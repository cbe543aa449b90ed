// Copyright (c) 2025 the dtu-bridge authors
// SPDX-License-Identifier: Apache-2.0

//! Platform primitives the synchronization layer is built from.
//!
//! The crate deliberately builds its monitor primitives from a very small set
//! of capabilities rather than taking a ready-made condition variable from a
//! runtime: a bare exclusive lock, a way to identify and park the current
//! thread, a detached thread spawn, and a one-shot callback timer.  This
//! module is the host implementation of that set; everything above it is
//! portable to any platform that can provide the same four things.

pub mod lock;
pub mod thread;
pub mod timer;

pub use lock::RawLock;
pub use thread::ThreadIdent;
pub use timer::OneShotTimer;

## Task to complete
Write out every record above, word for word.

## Response area
repository cbe543aa449b90ed
// Copyright (c) 2025 the dtu-bridge authors
// SPDX-License-Identifier: Apache-2.0

//! Platform primitives the synchronization layer is built from.
//!
//! The crate deliberately builds its monitor primitives from a very small set
//! of capabilities rather than taking a ready-made condition variable from a
//! runtime: a bare exclusive lock, a way to identify and park the current
//! thread, a detached thread spawn, and a one-shot callback timer.  This
//! module is the host implementation of that set; everything above it is
//! portable to any platform that can provide the same four things.

pub mod lock;
pub mod thread;
pub mod timer;

pub use lock::RawLock;
pub use thread::ThreadIdent;
pub use timer::OneShotTimer;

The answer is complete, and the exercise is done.